Personal information
- Date of birth: 7 October 1997 (age 28)
- Place of birth: Grindavík, Iceland
- Height: 1.67 m (5 ft 6 in)
- Position: Defender

Team information
- Current team: SC Freiburg
- Number: 24

Youth career
- 2009–2012: Grindavík
- 2012–2016: Breiðablik

Senior career*
- Years: Team / Apps / (Gls)
- 2011–2012: Grindavík / 6 / (1)
- 2012–2017: Breiðablik / 67 / (5)
- 2018–2019: Djurgårdens IF / 43 / (4)
- 2020–2023: Vålerenga / 82 / (15)
- 2024: MSV Duisburg / 11 / (0)
- 2024–2025: Brøndby / 20 / (2)
- 2025–: SC Freiburg / 19 / (1)

International career^{‡}
- 2012–2013: Iceland U17 / 14 / (3)
- 2014–2015: Iceland U19 / 15 / (5)
- 2017–: Iceland / 80 / (3)

= Ingibjörg Sigurðardóttir =

Icelandic footballer

Ingibjörg Sigurðardóttir (born 7 October 1997) is an Icelandic footballer who plays as a defender for SC Freiburg in the Frauen-Bundesliga, the top-tier women's football league in Germany. A multi-sport athlete in her youth, she played in the Icelandic top-tier basketball league and for Iceland's junior national basketball teams before fully focusing on football.

==Football==
===Club career===
Ingibjörg grew up in Grindavík in southwest Iceland and joined the local club Grindavík at a young age.

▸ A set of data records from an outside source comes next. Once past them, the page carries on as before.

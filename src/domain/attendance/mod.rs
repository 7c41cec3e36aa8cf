//! Attendance aggregate
//!
//! One row per (session, student). Rows are created either by seeding a
//! session with `Absent` for everyone, or by marking a single student.

pub mod model;
pub mod repository;

pub use model::{
    AttendanceEntry, AttendanceExportRow, AttendanceFilter, AttendanceStatus, MarkAttendance,
};
pub use repository::AttendanceRepository;
use std::fmt;
use std::str::FromStr;

use chrono::{DateTime, NaiveDate, Utc};
use serde::{Deserialize, Serialize};
use utoipa::ToSchema;

#[derive(Debug, Clone, Copy, PartialEq, Eq, Hash, Serialize, Deserialize, ToSchema)]
pub enum AttendanceStatus {
    Present,
    Absent,
}

impl AttendanceStatus {
    pub fn as_str(&self) -> &'static str {
        match self {
            AttendanceStatus::Present => "Present",
            AttendanceStatus::Absent => "Absent",
        }
    }
}

impl fmt::Display for AttendanceStatus {
    fn fmt(&self, f: &mut fmt::Formatter<'_>) -> fmt::Result {
        f.write_str(self.as_str())
    }
}

impl FromStr for AttendanceStatus {
    type Err = String;

    /// Exact, case-sensitive match
    fn from_str(s: &str) -> Result<Self, Self::Err> {
        match s {
            "Present" => Ok(AttendanceStatus::Present),
            "Absent" => Ok(AttendanceStatus::Absent),
            other => Err(format!("Unknown attendance status: {}", other)),
        }
    }
}

/// A student's row in a session roster
#[derive(Debug, Clone, PartialEq)]
pub struct AttendanceEntry {
    pub session_id: i32,
    pub student_id: i32,
    pub name: String,
    pub phone: String,
    pub status: AttendanceStatus,
    pub marked_at: Option<DateTime<Utc>>,
}

/// Roster row with the session it belongs to, for export
#[derive(Debug, Clone, PartialEq)]
pub struct AttendanceExportRow {
    pub student_id: i32,
    pub name: String,
    pub phone: String,
    pub status: AttendanceStatus,
    pub marked_at: Option<DateTime<Utc>>,
    pub session_title: String,
    pub session_date: NaiveDate,
}

#[derive(Debug, Clone, Default)]
pub struct AttendanceFilter {
    pub name: Option<String>,
    pub phone: Option<String>,
    pub status: Option<AttendanceStatus>,
}

#[derive(Debug, Clone, Copy, PartialEq, Eq)]
pub struct MarkAttendance {
    pub session_id: i32,
    pub student_id: i32,
    pub status: AttendanceStatus,
}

On August 17, 2011, at 13 years old, she debuted for Grindavík's senior in a match against Þróttur Reykjavík in the top-tier women's football league in Iceland. In 2012, at the age of 14 years, Ingibjörg signed with Breiðablik, the record champions in Icelandic women's football. In August 2012, she debuted for Breiðablik senior team. Until 2016, she played alternately with the youth and senior team, then exclusively for the senior team.

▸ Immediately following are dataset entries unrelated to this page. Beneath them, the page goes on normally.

//! JWT Token handling

use chrono::{Duration, Utc};
use jsonwebtoken::{decode, encode, DecodingKey, EncodingKey, Header, Validation};
use serde::{Deserialize, Serialize};

use crate::config::SecurityConfig;
use crate::domain::{User, UserRole};

/// JWT configuration
#[derive(Clone)]
pub struct JwtConfig {
    /// Secret key for signing tokens
    pub secret: String,
    /// Token expiration time in hours
    pub expiration_hours: i64,
    /// Issuer claim
    pub issuer: String,
}

impl Default for JwtConfig {
    fn default() -> Self {
        JwtConfig::from(&SecurityConfig::default())
    }
}

impl From<&SecurityConfig> for JwtConfig {
    fn from(security: &SecurityConfig) -> Self {
        Self {
            secret: security.jwt_secret.clone(),
            expiration_hours: security.jwt_expiration_hours,
            issuer: "attendance-service".to_string(),
        }
    }
}

/// JWT Claims
#[derive(Debug, Serialize, Deserialize, Clone)]
pub struct Claims {
    /// Subject (user ID)
    pub sub: String,
    pub name: String,
    pub email: String,
    /// `admin` or `viewer`
    pub role: String,
    /// Expiration time (Unix timestamp)
    pub exp: i64,
    /// Issued at (Unix timestamp)
    pub iat: i64,
    /// Issuer
    pub iss: String,
}

impl Claims {
    /// Create new claims for a user
    pub fn new(user: &User, config: &JwtConfig) -> Self {
        let now = Utc::now();
        let exp = now + Duration::hours(config.expiration_hours);

        Self {
            sub: user.id.to_string(),
            name: user.name.clone(),
            email: user.email.clone(),
            role: user.role.as_str().to_string(),
            exp: exp.timestamp(),
            iat: now.timestamp(),
            iss: config.issuer.clone(),
        }
    }

    /// Numeric user id, `None` if `sub` was not issued by this service
    pub fn user_id(&self) -> Option<i32> {
        self.sub.parse().ok()
    }

    /// Unknown role strings are treated as the least privileged role.
    pub fn role(&self) -> UserRole {
        self.role.parse().unwrap_or_default()
    }

    /// Check if the user has admin role
    pub fn is_admin(&self) -> bool {
        self.role().is_admin()
    }
}

/// Create a JWT token for a user
pub fn create_token(user: &User, config: &JwtConfig) -> Result<String, jsonwebtoken::errors::Error> {
    let claims = Claims::new(user, config);

    encode(
        &Header::default(),
        &claims,
        &EncodingKey::from_secret(config.secret.as_bytes()),
    )
}

/// Verify and decode a JWT token. Expired tokens are rejected.
pub fn verify_token(token: &str, config: &JwtConfig) -> Result<Claims, jsonwebtoken::errors::Error> {
    let mut validation = Validation::default();
    validation.set_issuer(&[&config.issuer]);

    let token_data = decode::<Claims>(
        token,
        &DecodingKey::from_secret(config.secret.as_bytes()),
        &validation,
    )?;

    Ok(token_data.claims)
}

In December 2017, Ingibjörg signed with Djurgårdens IF of the Damallsvenskan.

In January 2024, Ingibjörg went to Bundesliga club MSV Duisburg and stayed until summer. In summer 2024, Duisburg had to close down their women's team due to financial issues. Ingibjörg then moved to Brøndby.

In August 2025, Ingibjörg signed with SC Freiburg.

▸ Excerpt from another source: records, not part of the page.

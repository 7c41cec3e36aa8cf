//! API Router with Swagger UI

use std::sync::Arc;
use std::time::Instant;

use axum::{
    extract::{DefaultBodyLimit, FromRef},
    http::HeaderValue,
    middleware,
    routing::{delete, get, post, put},
    Router,
};
use metrics_exporter_prometheus::PrometheusHandle;
use sea_orm::DatabaseConnection;
use tower_http::cors::{AllowOrigin, Any, CorsLayer};
use tower_http::trace::TraceLayer;
use utoipa::openapi::security::{HttpAuthScheme, HttpBuilder, SecurityScheme};
use utoipa::{Modify, OpenApi};
use utoipa_swagger_ui::SwaggerUi;

use crate::application::IdentityService;
use crate::config::ServerConfig;
use crate::domain::RepositoryProvider;
use crate::infrastructure::crypto::jwt::JwtConfig;
use crate::interfaces::http::common::{ApiError, ErrorBody, OkResponse};
use crate::interfaces::http::middleware::auth_middleware;
use crate::interfaces::http::modules::health::HealthState;
use crate::interfaces::http::modules::metrics::{http_metrics_middleware, MetricsState};
use crate::interfaces::http::modules::request_id::request_id_middleware;
use crate::interfaces::http::modules::{
    admins, attendance, auth, health, metrics, reports, sessions, students,
};

/// State shared by every handler
#[derive(Clone)]
pub struct AppState {
    pub repos: Arc<dyn RepositoryProvider>,
    pub identity: Arc<IdentityService>,
    pub jwt_config: JwtConfig,
    pub db: DatabaseConnection,
    pub metrics: PrometheusHandle,
    pub started_at: Arc<Instant>,
}

impl AppState {
    pub fn new(
        repos: Arc<dyn RepositoryProvider>,
        identity: Arc<IdentityService>,
        db: DatabaseConnection,
        metrics: PrometheusHandle,
    ) -> Self {
        Self {
            jwt_config: identity.jwt_config().clone(),
            repos,
            identity,
            db,
            metrics,
            started_at: Arc::new(Instant::now()),
        }
    }
}

// -- FromRef implementations so infrastructure handlers keep a narrow state --

impl FromRef<AppState> for HealthState {
    fn from_ref(s: &AppState) -> Self {
        HealthState {
            db: s.db.clone(),
            started_at: Arc::clone(&s.started_at),
        }
    }
}

impl FromRef<AppState> for MetricsState {
    fn from_ref(s: &AppState) -> Self {
        MetricsState {
            handle: s.metrics.clone(),
        }
    }
}

/// Security scheme modifier for OpenAPI
struct SecurityAddon;

impl Modify for SecurityAddon {
    fn modify(&self, openapi: &mut utoipa::openapi::OpenApi) {
        if let Some(components) = openapi.components.as_mut() {
            components.add_security_scheme(
                "bearer_auth",
                SecurityScheme::Http(
                    HttpBuilder::new()
                        .scheme(HttpAuthScheme::Bearer)
                        .bearer_format("JWT")
                        .description(Some("JWT Bearer token from /api/auth/login"))
                        .build(),
                ),
            );
        }
    }
}

/// OpenAPI documentation
#[derive(OpenApi)]
#[openapi(
    paths(
        // Health
        health::health_check,
        // Auth
        auth::login,
        auth::me,
        // Students
        students::list_students,
        students::create_student,
        students::get_student,
        students::update_student,
        students::update_notes,
        students::delete_student,
        students::student_sessions,
        students::export_students,
        students::download_template,
        students::import_students,
        // Sessions
        sessions::list_sessions,
        sessions::get_session,
        sessions::create_session,
        sessions::update_session,
        sessions::delete_session,
        // Attendance
        attendance::list_for_session,
        attendance::seed_absent,
        attendance::mark,
        attendance::export_session,
        // Reports
        reports::summary,
        reports::students_by_birth_year,
        reports::students_by_graduation_year,
        reports::gender_distribution,
        reports::birthdays,
        reports::export_birthdays,
        reports::students_by_count,
        // Admins
        admins::list_admins,
        admins::create_admin,
        admins::delete_admin,
    ),
    components(
        schemas(
            ErrorBody,
            OkResponse,
            auth::LoginRequest,
            auth::LoginResponse,
            auth::UserInfo,
            students::StudentRequest,
            students::NotesRequest,
            students::StudentResponse,
            students::CreatedResponse,
            students::StudentSessionResponse,
            students::ImportResponse,
            sessions::SessionRequest,
            sessions::SessionResponse,
            attendance::MarkRequest,
            attendance::AttendanceResponse,
            attendance::SeedResponse,
            reports::SummaryResponse,
            reports::BirthYearCount,
            reports::GraduationYearCount,
            reports::GenderCountResponse,
            reports::BirthdayResponse,
            reports::TallyResponse,
            reports::CountReportResponse,
            admins::CreateAdminRequest,
            admins::AdminResponse,
        )
    ),
    modifiers(&SecurityAddon),
    tags(
        (name = "Health", description = "Service health"),
        (name = "Authentication", description = "Login (JWT) and the current user"),
        (name = "Students", description = "Student records, history, export and import"),
        (name = "Sessions", description = "Class sessions"),
        (name = "Attendance", description = "Per-session attendance: roster, seeding, marking"),
        (name = "Reports", description = "Aggregate reports (admin only)"),
        (name = "Admins", description = "Admin account management"),
    ),
    info(
        title = "Attendance Service API",
        version = "0.1.0",
        description = "REST API for students, class sessions and attendance"
    )
)]
pub struct ApiDoc;

/// CORS for the configured origins; an empty list allows any origin.
fn cors_layer(origins: &[String]) -> CorsLayer {
    let base = CorsLayer::new().allow_methods(Any).allow_headers(Any);
    let allowed: Vec<HeaderValue> = origins
        .iter()
        .filter_map(|o| o.parse::<HeaderValue>().ok())
        .collect();

    if allowed.is_empty() {
        base.allow_origin(Any)
    } else {
        base.allow_origin(AllowOrigin::list(allowed))
    }
}

async fn not_found() -> ApiError {
    ApiError::not_found("Not found")
}

/// Build the full HTTP router.
///
/// Everything under `/api` needs a valid token except login and health.
/// Role checks happen per handler through the `RequireAdmin` extractor.
pub fn create_router(state: AppState, server: &ServerConfig) -> Router {
    let public_routes = Router::new()
        .route("/api/auth/login", post(auth::login))
        .route("/api/health", get(health::health_check));

    let protected_routes = Router::new()
        // Auth
        .route("/api/auth/me", get(auth::me))
        // Students
        .route(
            "/api/students",
            get(students::list_students).post(students::create_student),
        )
        .route("/api/students/export", get(students::export_students))
        .route("/api/students/template", get(students::download_template))
        .route(
            "/api/students/import",
            post(students::import_students)
                .layer(DefaultBodyLimit::max(students::IMPORT_BODY_LIMIT)),
        )
        .route(
            "/api/students/{id}",
            get(students::get_student)
                .put(students::update_student)
                .delete(students::delete_student),
        )
        .route("/api/students/{id}/notes", put(students::update_notes))
        .route("/api/students/{id}/sessions", get(students::student_sessions))
        // Sessions
        .route(
            "/api/sessions",
            get(sessions::list_sessions).post(sessions::create_session),
        )
        .route(
            "/api/sessions/{id}",
            get(sessions::get_session)
                .put(sessions::update_session)
                .delete(sessions::delete_session),
        )
        // Attendance
        .route(
            "/api/attendance/session/{session_id}",
            get(attendance::list_for_session),
        )
        .route(
            "/api/attendance/seed/{session_id}",
            post(attendance::seed_absent),
        )
        .route("/api/attendance/mark", post(attendance::mark))
        .route(
            "/api/attendance/export/session/{session_id}",
            get(attendance::export_session),
        )
        // Reports
        .route("/api/reports/summary", get(reports::summary))
        .route(
            "/api/reports/students-by-birthyear",
            get(reports::students_by_birth_year),
        )
        .route(
            "/api/reports/students-by-graduation-year",
            get(reports::students_by_graduation_year),
        )
        .route(
            "/api/reports/gender-distribution",
            get(reports::gender_distribution),
        )
        .route("/api/reports/birthdays", get(reports::birthdays))
        .route(
            "/api/reports/birthdays/export",
            get(reports::export_birthdays),
        )
        .route(
            "/api/reports/students-by-count",
            get(reports::students_by_count),
        )
        // Admins
        .route(
            "/api/admins",
            get(admins::list_admins).post(admins::create_admin),
        )
        .route("/api/admins/{id}", delete(admins::delete_admin))
        .route_layer(middleware::from_fn_with_state(
            state.jwt_config.clone(),
            auth_middleware,
        ));

    let swagger_routes = SwaggerUi::new("/docs").url("/api-doc/openapi.json", ApiDoc::openapi());

    Router::new()
        .merge(swagger_routes)
        .merge(public_routes)
        .merge(protected_routes)
        .route("/metrics", get(metrics::prometheus_metrics))
        .fallback(not_found)
        .layer(middleware::from_fn(http_metrics_middleware))
        .layer(middleware::from_fn(request_id_middleware))
        .layer(TraceLayer::new_for_http())
        .layer(cors_layer(&server.cors_origins))
        .with_state(state)
}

===National team career===
At the age of 14, Ingibjörg was called for the Icelandic U-17 team, which participated in the qualifying tournament for the 2012 UEFA Women's Under-17 Championship. Her first game for the U17 team was on April 18, 2012, in Poperinge against Belgium. Ingibjörg also participated in the qualifying tournament for the 2014 UEFA Women's Under-17 Championship. In March 2014, Ingibjörg debuted for the Icelandic U-19 team in a match against Finland. Ingibjörg played her first international match for Iceland senior team on June 8, 2017, in a 0–0 away game against Ireland when she played 90 minutes. Shortly thereafter, Ingibjörg was included in the squad that represented Iceland at the UEFA Women's Euro 2017. She played against France and Switzerland in the Group Stage.

On 13 June 2025, Ingibjörg was called up to the Iceland squad for the UEFA Women's Euro 2025.

===International goals===

Appearances and goals by national team and year
| National team | Year | Apps | Goals |
| Iceland | 2017 | 6 | 0 |
| 2018 | 6 | 0 |
| 2019 | 8 | 0 |
| 2020 | 8 | 0 |
| 2021 | 7 | 0 |
| 2022 | 12 | 0 |
| 2023 | 10 | 0 |
| 2024 | 12 | 1 |
| 2025 | 10 | 2 |
| Total |  | 79 | 3 |

| No. | Date | Venue | Opponent | Score | Result | Competition |
|---|---|---|---|---|---|---|
| 1. | 12 July 2024 | Laugardalsvöllur, Reykjavík, Iceland | Germany | 1–0 | 3–0 | UEFA Women's Euro 2025 qualifying |
| 2. | 25 February 2025 | Stade Marie-Marvingt, Le Mans, France | France | 2–3 | 2–3 | 2025 UEFA Women's Nations League |
| 3. | 24 October 2025 | The Showgrounds, Ballymena, Northern Ireland | Northern Ireland | 2–0 | 2–0 | 2025 UEFA Women's Nations League play-off matches |

==Basketball==
===Club career===
Alongside football, Ingibjörg also played basketball for Grindavík basketball team. She first played for the senior team during the 2011-2012 season in the second-tier 1. deild kvenna. On 30 November 2011, she scored 30 points in a victory against Skallagrímur. The following season she appeared in three games in the top-tier Úrvalsdeild kvenna before fully focusing on football.

===National team career===
Ingibjörg played 12 games for the Icelandic U-16 team from 2011 to 2013.